⟨

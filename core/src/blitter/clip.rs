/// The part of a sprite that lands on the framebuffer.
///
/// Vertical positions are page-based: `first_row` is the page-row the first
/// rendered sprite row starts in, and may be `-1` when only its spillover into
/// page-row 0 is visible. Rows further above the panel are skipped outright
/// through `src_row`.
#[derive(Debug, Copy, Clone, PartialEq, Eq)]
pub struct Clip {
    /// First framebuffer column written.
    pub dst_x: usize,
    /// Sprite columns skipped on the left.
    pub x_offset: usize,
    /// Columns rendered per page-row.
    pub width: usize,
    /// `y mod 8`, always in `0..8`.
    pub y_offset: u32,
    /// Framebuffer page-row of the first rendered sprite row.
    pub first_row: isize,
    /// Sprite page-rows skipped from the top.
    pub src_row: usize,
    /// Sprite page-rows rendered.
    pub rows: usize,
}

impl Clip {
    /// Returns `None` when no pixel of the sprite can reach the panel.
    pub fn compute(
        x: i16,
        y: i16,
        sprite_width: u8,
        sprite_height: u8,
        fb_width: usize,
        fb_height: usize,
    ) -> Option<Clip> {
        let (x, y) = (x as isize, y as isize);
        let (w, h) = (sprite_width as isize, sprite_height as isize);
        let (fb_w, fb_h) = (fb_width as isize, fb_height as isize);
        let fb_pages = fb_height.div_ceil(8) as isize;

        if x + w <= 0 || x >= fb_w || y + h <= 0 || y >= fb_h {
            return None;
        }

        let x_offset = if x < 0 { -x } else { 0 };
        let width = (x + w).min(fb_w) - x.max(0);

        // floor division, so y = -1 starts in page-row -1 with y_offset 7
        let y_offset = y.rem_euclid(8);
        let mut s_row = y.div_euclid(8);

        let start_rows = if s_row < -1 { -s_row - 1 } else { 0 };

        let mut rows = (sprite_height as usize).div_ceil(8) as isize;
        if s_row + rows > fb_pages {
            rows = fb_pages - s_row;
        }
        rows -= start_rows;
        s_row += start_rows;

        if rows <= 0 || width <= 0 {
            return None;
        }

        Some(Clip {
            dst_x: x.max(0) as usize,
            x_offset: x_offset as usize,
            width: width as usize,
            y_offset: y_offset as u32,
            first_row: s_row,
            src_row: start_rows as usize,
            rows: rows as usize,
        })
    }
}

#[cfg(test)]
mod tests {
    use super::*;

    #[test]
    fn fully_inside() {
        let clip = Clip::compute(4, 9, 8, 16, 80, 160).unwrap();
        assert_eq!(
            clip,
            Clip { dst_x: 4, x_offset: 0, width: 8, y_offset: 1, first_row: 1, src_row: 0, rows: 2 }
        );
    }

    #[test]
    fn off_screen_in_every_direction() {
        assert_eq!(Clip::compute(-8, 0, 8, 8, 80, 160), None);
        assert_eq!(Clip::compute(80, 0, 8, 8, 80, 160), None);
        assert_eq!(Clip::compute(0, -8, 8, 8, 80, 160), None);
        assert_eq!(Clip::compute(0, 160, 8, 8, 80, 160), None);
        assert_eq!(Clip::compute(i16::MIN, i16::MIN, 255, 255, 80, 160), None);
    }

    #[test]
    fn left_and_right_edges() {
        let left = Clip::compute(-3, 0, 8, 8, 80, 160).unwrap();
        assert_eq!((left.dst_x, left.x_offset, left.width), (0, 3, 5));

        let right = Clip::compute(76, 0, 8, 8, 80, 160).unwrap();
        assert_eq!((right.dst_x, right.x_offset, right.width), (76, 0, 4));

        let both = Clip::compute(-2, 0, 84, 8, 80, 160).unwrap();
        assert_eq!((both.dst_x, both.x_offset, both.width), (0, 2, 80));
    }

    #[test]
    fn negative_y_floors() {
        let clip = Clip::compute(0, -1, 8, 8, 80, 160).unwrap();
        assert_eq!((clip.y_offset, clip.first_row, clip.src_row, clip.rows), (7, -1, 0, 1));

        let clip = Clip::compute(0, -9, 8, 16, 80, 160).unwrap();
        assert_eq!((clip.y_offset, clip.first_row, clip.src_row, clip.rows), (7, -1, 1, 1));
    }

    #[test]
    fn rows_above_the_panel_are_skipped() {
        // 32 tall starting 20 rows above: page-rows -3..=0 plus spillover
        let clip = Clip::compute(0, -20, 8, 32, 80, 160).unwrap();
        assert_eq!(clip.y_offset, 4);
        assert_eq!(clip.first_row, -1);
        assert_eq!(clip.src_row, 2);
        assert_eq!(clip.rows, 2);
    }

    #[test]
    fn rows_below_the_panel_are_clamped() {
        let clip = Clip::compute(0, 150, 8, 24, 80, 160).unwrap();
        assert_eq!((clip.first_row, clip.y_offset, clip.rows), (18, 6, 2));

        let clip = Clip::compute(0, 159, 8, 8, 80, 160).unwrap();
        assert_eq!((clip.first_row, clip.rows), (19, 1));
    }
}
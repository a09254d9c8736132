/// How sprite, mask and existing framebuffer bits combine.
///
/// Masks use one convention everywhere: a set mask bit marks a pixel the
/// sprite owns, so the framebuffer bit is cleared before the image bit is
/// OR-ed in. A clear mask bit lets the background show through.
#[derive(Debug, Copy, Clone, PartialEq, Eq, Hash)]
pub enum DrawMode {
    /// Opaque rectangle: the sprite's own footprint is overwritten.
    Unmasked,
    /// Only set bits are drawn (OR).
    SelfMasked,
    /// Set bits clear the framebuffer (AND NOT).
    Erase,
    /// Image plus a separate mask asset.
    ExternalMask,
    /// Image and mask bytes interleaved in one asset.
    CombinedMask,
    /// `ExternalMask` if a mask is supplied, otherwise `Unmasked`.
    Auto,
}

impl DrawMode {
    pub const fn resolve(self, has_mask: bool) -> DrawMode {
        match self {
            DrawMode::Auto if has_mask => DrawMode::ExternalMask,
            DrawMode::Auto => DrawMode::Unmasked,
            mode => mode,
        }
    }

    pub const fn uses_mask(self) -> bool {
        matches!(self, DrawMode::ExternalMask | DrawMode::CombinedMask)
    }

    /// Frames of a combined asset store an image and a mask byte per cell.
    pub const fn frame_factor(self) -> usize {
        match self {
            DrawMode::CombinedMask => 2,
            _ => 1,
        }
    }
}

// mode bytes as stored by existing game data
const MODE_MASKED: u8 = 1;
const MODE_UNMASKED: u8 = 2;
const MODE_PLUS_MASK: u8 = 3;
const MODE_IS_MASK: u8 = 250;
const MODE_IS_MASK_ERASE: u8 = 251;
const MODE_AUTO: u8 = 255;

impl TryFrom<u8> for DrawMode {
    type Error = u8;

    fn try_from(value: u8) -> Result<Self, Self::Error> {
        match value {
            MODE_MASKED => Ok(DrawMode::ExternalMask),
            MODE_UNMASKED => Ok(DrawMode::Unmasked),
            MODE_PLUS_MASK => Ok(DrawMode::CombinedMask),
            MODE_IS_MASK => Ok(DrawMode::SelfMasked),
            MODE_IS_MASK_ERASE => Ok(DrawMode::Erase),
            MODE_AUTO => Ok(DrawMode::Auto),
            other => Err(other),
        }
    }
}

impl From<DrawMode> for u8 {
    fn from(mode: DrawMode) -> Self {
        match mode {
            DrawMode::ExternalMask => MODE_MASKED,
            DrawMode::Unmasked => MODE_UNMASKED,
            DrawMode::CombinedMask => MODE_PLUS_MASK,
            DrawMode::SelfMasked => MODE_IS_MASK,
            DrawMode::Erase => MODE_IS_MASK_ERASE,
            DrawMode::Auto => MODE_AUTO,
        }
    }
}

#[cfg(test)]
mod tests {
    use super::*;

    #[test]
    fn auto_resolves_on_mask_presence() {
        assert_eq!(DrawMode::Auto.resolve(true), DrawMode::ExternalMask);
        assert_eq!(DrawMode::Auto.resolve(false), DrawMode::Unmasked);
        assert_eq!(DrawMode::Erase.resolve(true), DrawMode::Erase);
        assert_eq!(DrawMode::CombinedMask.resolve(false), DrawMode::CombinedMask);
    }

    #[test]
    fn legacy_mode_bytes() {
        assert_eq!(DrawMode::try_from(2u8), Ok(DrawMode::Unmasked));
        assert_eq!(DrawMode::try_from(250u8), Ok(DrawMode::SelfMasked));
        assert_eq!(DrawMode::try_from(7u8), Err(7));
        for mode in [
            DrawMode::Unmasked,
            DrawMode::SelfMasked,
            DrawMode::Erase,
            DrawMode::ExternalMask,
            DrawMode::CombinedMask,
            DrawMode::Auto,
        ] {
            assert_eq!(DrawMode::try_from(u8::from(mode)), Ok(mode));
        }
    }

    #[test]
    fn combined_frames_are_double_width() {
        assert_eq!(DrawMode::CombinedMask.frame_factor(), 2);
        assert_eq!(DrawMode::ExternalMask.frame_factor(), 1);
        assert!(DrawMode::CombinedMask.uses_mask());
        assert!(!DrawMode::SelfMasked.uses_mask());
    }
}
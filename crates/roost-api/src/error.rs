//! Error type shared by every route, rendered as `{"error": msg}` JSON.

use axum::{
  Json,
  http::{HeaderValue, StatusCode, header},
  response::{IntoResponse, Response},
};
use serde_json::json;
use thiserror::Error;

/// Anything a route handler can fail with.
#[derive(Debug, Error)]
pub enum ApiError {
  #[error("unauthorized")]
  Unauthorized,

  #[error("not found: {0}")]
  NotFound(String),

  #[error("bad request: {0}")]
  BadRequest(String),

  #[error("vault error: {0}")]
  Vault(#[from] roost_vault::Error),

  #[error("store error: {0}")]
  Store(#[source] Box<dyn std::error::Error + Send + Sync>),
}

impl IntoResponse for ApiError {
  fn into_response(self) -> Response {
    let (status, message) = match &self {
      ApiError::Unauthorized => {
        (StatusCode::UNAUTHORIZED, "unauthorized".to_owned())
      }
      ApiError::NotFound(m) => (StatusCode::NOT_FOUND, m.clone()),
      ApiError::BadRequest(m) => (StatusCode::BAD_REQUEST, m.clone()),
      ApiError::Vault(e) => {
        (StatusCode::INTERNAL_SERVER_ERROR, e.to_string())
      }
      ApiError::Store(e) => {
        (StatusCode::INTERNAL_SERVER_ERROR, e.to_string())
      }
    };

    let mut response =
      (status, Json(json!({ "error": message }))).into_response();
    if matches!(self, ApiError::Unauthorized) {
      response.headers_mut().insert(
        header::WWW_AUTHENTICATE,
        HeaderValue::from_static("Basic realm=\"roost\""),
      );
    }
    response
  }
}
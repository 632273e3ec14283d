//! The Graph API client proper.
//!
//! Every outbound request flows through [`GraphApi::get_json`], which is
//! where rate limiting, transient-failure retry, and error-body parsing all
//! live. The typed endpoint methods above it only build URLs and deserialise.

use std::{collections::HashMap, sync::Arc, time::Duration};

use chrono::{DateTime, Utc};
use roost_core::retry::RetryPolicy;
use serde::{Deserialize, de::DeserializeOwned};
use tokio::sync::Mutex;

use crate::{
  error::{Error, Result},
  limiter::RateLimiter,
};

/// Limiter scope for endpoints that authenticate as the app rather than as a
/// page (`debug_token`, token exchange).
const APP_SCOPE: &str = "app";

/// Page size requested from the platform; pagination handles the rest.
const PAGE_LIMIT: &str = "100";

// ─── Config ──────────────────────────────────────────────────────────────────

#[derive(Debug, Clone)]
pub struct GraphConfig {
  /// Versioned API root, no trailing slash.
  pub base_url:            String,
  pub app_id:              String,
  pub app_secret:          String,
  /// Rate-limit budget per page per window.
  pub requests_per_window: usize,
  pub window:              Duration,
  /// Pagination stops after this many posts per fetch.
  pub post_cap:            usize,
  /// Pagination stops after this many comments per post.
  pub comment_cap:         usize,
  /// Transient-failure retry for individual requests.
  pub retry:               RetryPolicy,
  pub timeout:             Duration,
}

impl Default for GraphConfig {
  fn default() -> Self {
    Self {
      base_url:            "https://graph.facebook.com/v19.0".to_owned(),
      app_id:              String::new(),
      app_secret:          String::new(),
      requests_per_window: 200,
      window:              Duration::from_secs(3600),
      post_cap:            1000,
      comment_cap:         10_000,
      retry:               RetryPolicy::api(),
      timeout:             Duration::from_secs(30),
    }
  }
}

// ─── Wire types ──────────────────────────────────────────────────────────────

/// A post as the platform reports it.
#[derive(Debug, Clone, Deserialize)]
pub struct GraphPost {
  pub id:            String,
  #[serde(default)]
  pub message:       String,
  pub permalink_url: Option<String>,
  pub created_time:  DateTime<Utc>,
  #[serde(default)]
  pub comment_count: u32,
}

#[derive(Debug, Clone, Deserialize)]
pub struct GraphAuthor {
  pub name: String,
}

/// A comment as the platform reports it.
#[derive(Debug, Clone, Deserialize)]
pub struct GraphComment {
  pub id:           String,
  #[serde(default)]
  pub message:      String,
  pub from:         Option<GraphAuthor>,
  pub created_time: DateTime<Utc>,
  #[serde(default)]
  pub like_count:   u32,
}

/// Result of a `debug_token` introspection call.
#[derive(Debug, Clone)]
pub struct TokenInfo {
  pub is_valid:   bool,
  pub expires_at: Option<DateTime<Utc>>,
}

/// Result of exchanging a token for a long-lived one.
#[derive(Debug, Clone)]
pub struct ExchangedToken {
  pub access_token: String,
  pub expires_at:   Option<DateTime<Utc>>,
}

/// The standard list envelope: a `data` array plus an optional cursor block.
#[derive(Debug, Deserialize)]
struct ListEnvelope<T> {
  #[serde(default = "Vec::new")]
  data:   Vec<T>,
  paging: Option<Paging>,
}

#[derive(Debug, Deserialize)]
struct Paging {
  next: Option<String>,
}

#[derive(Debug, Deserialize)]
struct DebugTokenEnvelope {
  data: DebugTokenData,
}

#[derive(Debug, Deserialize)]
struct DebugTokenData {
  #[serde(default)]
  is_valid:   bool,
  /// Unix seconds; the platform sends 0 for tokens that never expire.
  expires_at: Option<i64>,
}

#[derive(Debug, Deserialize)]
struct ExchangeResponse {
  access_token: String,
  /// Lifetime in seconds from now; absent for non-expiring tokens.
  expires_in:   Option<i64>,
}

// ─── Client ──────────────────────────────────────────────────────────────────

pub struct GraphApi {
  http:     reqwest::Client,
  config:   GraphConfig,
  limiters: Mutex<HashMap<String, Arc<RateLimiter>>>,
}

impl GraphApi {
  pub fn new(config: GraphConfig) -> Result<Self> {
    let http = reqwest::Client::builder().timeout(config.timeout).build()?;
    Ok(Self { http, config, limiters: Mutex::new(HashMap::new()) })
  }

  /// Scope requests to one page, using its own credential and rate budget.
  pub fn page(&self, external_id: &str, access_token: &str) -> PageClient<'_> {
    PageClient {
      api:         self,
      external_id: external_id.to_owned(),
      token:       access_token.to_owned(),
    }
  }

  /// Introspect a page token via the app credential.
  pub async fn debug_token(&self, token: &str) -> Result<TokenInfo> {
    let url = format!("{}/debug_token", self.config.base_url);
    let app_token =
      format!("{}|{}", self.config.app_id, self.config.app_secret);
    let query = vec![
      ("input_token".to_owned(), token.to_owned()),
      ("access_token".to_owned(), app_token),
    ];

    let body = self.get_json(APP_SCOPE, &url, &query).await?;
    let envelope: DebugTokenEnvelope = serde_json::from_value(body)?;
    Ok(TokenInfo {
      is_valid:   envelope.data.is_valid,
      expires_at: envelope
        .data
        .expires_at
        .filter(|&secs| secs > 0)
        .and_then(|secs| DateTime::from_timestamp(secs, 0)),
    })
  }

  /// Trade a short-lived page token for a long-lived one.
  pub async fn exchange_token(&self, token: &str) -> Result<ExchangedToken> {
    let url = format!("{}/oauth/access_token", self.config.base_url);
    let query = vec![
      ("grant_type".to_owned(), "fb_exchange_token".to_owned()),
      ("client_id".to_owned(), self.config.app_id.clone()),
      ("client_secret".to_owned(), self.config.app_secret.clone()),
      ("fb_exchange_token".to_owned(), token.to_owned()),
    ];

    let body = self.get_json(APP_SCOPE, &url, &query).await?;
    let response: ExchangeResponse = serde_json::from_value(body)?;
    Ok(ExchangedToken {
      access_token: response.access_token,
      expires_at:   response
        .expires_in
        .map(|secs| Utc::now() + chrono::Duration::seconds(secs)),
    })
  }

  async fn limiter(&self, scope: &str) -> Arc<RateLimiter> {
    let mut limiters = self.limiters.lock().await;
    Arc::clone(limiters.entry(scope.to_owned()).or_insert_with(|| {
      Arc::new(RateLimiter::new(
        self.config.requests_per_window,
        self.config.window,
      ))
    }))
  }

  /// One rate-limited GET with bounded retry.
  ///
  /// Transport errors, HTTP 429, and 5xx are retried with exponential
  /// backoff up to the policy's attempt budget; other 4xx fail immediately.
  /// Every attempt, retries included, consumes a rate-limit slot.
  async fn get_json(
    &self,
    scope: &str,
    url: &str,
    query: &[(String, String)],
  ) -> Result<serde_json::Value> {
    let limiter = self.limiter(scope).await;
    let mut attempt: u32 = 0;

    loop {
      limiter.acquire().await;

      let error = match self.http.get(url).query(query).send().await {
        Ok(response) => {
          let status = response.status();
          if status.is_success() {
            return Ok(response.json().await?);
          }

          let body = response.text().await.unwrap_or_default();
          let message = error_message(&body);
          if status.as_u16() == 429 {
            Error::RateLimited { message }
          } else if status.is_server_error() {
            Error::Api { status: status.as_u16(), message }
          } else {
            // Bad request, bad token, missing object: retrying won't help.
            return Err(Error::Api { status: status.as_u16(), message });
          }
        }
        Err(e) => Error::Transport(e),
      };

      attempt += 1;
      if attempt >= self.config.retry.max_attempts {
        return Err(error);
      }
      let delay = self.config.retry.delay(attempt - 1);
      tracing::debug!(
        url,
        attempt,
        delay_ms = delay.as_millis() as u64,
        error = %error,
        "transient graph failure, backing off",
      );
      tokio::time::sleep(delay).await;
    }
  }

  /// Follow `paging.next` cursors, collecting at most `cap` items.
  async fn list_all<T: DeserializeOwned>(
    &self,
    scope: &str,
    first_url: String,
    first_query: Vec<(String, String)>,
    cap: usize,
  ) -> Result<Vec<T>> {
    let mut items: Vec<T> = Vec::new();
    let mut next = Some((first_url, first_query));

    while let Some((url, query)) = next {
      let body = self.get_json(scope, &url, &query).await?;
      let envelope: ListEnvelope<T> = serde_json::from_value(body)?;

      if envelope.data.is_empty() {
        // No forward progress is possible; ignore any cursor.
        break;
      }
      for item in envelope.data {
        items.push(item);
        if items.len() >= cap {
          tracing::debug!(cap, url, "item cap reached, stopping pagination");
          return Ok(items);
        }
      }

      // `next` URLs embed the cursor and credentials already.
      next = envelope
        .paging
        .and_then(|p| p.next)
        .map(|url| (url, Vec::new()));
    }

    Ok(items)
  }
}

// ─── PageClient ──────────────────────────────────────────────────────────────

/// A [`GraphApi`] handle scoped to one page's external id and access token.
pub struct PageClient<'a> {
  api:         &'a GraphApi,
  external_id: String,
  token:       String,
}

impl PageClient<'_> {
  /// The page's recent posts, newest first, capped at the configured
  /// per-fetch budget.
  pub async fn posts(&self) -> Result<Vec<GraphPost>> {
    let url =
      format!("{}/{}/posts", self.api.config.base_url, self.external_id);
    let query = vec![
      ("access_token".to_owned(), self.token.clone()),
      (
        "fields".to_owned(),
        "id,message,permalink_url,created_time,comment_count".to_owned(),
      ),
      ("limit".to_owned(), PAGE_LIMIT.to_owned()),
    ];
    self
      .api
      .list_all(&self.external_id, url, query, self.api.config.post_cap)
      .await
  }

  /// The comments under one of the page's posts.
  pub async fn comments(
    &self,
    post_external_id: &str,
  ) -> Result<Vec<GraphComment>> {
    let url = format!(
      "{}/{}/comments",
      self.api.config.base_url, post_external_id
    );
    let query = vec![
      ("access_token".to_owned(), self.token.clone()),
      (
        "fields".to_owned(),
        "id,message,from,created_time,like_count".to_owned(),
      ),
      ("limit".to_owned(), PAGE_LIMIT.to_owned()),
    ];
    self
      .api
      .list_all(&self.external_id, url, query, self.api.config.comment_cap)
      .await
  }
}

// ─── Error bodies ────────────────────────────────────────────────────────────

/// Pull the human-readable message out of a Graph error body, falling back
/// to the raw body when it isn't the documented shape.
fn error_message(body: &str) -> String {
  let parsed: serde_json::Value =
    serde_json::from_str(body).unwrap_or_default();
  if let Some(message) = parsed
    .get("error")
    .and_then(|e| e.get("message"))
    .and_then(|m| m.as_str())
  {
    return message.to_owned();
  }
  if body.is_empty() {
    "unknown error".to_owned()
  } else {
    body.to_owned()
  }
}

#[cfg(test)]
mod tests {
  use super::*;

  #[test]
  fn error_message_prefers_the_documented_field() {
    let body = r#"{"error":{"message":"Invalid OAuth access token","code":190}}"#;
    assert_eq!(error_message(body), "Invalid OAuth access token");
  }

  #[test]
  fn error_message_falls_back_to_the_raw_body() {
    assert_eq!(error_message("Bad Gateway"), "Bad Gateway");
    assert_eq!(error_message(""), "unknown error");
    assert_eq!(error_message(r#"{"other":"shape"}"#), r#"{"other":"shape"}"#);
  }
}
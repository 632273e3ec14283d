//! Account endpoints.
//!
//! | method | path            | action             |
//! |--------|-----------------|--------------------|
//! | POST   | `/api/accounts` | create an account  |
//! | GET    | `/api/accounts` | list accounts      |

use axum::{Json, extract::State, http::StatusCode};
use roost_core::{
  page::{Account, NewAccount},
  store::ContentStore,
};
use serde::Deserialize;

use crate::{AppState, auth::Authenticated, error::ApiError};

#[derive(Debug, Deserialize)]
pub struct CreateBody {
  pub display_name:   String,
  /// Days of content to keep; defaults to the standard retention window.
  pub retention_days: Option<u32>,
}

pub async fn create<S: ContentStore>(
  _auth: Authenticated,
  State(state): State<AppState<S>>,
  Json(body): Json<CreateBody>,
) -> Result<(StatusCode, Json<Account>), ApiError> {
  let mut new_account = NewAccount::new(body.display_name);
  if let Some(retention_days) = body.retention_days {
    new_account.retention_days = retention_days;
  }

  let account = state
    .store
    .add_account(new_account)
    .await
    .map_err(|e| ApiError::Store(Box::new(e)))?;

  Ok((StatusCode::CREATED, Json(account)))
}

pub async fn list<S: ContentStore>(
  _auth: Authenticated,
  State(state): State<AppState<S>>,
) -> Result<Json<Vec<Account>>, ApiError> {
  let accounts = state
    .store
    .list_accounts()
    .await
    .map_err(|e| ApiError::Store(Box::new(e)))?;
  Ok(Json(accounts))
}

⟩

## BRIEF
Take the stretch of lines above from the one containing "assert_eq!((clip.first_row, clip.rows), (19, 1));" through the one containing "const MODE_AUTO: u8 = 255;" and repeat it exactly, adding no other line.

## RESULT FOR THIS TASK
        assert_eq!((clip.first_row, clip.rows), (19, 1));
    }
}
repository a09254d9c8736132
/// How sprite, mask and existing framebuffer bits combine.
///
/// Masks use one convention everywhere: a set mask bit marks a pixel the
/// sprite owns, so the framebuffer bit is cleared before the image bit is
/// OR-ed in. A clear mask bit lets the background show through.
#[derive(Debug, Copy, Clone, PartialEq, Eq, Hash)]
pub enum DrawMode {
    /// Opaque rectangle: the sprite's own footprint is overwritten.
    Unmasked,
    /// Only set bits are drawn (OR).
    SelfMasked,
    /// Set bits clear the framebuffer (AND NOT).
    Erase,
    /// Image plus a separate mask asset.
    ExternalMask,
    /// Image and mask bytes interleaved in one asset.
    CombinedMask,
    /// `ExternalMask` if a mask is supplied, otherwise `Unmasked`.
    Auto,
}

impl DrawMode {
    pub const fn resolve(self, has_mask: bool) -> DrawMode {
        match self {
            DrawMode::Auto if has_mask => DrawMode::ExternalMask,
            DrawMode::Auto => DrawMode::Unmasked,
            mode => mode,
        }
    }

    pub const fn uses_mask(self) -> bool {
        matches!(self, DrawMode::ExternalMask | DrawMode::CombinedMask)
    }

    /// Frames of a combined asset store an image and a mask byte per cell.
    pub const fn frame_factor(self) -> usize {
        match self {
            DrawMode::CombinedMask => 2,
            _ => 1,
        }
    }
}

// mode bytes as stored by existing game data
const MODE_MASKED: u8 = 1;
const MODE_UNMASKED: u8 = 2;
const MODE_PLUS_MASK: u8 = 3;
const MODE_IS_MASK: u8 = 250;
const MODE_IS_MASK_ERASE: u8 = 251;
const MODE_AUTO: u8 = 255;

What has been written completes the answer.